### Entries supplied
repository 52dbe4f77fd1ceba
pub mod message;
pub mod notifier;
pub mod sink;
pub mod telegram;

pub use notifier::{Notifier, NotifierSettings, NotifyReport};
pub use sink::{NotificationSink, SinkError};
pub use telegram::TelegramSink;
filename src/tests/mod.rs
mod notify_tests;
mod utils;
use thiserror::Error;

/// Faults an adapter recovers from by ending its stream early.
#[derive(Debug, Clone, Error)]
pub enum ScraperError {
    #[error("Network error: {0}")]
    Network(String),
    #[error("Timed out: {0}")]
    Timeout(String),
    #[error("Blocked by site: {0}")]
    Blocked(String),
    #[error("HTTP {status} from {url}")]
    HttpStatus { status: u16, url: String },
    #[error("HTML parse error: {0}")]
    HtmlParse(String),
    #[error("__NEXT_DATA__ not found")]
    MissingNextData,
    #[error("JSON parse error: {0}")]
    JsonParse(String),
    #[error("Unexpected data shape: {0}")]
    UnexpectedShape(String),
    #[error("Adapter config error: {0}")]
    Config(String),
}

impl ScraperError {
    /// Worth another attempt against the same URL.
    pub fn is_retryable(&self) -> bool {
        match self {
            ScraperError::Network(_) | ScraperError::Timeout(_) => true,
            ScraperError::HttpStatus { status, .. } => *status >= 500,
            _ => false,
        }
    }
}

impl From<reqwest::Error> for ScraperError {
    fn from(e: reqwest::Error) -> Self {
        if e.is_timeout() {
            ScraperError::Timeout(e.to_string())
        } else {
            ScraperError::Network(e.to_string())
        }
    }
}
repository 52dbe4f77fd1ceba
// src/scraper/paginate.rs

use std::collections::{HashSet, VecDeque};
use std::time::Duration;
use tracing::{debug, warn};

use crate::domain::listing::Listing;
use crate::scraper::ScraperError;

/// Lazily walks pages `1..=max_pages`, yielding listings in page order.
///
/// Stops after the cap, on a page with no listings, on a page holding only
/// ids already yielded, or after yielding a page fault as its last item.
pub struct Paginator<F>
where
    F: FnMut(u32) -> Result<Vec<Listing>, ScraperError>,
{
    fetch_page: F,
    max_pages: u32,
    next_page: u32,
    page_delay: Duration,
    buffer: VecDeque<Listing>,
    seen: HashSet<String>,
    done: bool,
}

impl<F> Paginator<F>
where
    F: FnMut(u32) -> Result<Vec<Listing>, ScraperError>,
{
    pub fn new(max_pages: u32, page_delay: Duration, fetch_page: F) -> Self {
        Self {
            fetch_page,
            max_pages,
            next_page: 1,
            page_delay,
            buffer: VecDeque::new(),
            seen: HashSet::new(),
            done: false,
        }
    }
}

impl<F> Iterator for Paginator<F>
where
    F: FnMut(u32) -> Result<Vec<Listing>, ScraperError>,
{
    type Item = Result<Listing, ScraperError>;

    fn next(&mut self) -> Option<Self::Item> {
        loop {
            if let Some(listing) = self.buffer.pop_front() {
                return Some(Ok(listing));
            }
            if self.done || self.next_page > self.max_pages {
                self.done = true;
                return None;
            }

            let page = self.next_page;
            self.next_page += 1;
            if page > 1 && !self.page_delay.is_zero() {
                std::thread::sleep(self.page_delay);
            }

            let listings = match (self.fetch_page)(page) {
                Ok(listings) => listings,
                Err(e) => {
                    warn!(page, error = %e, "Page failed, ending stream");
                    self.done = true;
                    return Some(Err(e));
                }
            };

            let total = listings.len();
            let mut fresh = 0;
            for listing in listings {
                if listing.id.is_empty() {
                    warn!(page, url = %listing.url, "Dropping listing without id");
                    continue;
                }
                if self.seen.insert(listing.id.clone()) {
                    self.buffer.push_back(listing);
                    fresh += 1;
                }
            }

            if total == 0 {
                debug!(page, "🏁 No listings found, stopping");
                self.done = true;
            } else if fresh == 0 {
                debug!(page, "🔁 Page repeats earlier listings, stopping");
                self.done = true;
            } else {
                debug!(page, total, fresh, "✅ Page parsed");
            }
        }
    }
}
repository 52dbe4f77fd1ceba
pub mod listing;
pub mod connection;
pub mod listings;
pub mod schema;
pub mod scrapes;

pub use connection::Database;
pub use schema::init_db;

### Exercise description
Please set down each line of the records exactly as given.

### Result of this exercise
repository 52dbe4f77fd1ceba
pub mod message;
pub mod notifier;
pub mod sink;
pub mod telegram;

pub use notifier::{Notifier, NotifierSettings, NotifyReport};
pub use sink::{NotificationSink, SinkError};
pub use telegram::TelegramSink;
filename src/tests/mod.rs
mod notify_tests;
mod utils;
use thiserror::Error;

/// Faults an adapter recovers from by ending its stream early.
#[derive(Debug, Clone, Error)]
pub enum ScraperError {
    #[error("Network error: {0}")]
    Network(String),
    #[error("Timed out: {0}")]
    Timeout(String),
    #[error("Blocked by site: {0}")]
    Blocked(String),
    #[error("HTTP {status} from {url}")]
    HttpStatus { status: u16, url: String },
    #[error("HTML parse error: {0}")]
    HtmlParse(String),
    #[error("__NEXT_DATA__ not found")]
    MissingNextData,
    #[error("JSON parse error: {0}")]
    JsonParse(String),
    #[error("Unexpected data shape: {0}")]
    UnexpectedShape(String),
    #[error("Adapter config error: {0}")]
    Config(String),
}

impl ScraperError {
    /// Worth another attempt against the same URL.
    pub fn is_retryable(&self) -> bool {
        match self {
            ScraperError::Network(_) | ScraperError::Timeout(_) => true,
            ScraperError::HttpStatus { status, .. } => *status >= 500,
            _ => false,
        }
    }
}

impl From<reqwest::Error> for ScraperError {
    fn from(e: reqwest::Error) -> Self {
        if e.is_timeout() {
            ScraperError::Timeout(e.to_string())
        } else {
            ScraperError::Network(e.to_string())
        }
    }
}
repository 52dbe4f77fd1ceba
// src/scraper/paginate.rs

use std::collections::{HashSet, VecDeque};
use std::time::Duration;
use tracing::{debug, warn};

use crate::domain::listing::Listing;
use crate::scraper::ScraperError;

/// Lazily walks pages `1..=max_pages`, yielding listings in page order.
///
/// Stops after the cap, on a page with no listings, on a page holding only
/// ids already yielded, or after yielding a page fault as its last item.
pub struct Paginator<F>
where
    F: FnMut(u32) -> Result<Vec<Listing>, ScraperError>,
{
    fetch_page: F,
    max_pages: u32,
    next_page: u32,
    page_delay: Duration,
    buffer: VecDeque<Listing>,
    seen: HashSet<String>,
    done: bool,
}

impl<F> Paginator<F>
where
    F: FnMut(u32) -> Result<Vec<Listing>, ScraperError>,
{
    pub fn new(max_pages: u32, page_delay: Duration, fetch_page: F) -> Self {
        Self {
            fetch_page,
            max_pages,
            next_page: 1,
            page_delay,
            buffer: VecDeque::new(),
            seen: HashSet::new(),
            done: false,
        }
    }
}

impl<F> Iterator for Paginator<F>
where
    F: FnMut(u32) -> Result<Vec<Listing>, ScraperError>,
{
    type Item = Result<Listing, ScraperError>;

    fn next(&mut self) -> Option<Self::Item> {
        loop {
            if let Some(listing) = self.buffer.pop_front() {
                return Some(Ok(listing));
            }
            if self.done || self.next_page > self.max_pages {
                self.done = true;
                return None;
            }

            let page = self.next_page;
            self.next_page += 1;
            if page > 1 && !self.page_delay.is_zero() {
                std::thread::sleep(self.page_delay);
            }

            let listings = match (self.fetch_page)(page) {
                Ok(listings) => listings,
                Err(e) => {
                    warn!(page, error = %e, "Page failed, ending stream");
                    self.done = true;
                    return Some(Err(e));
                }
            };

            let total = listings.len();
            let mut fresh = 0;
            for listing in listings {
                if listing.id.is_empty() {
                    warn!(page, url = %listing.url, "Dropping listing without id");
                    continue;
                }
                if self.seen.insert(listing.id.clone()) {
                    self.buffer.push_back(listing);
                    fresh += 1;
                }
            }

            if total == 0 {
                debug!(page, "🏁 No listings found, stopping");
                self.done = true;
            } else if fresh == 0 {
                debug!(page, "🔁 Page repeats earlier listings, stopping");
                self.done = true;
            } else {
                debug!(page, total, fresh, "✅ Page parsed");
            }
        }
    }
}
repository 52dbe4f77fd1ceba
pub mod listing;
pub mod connection;
pub mod listings;
pub mod schema;
pub mod scrapes;

pub use connection::Database;
pub use schema::init_db;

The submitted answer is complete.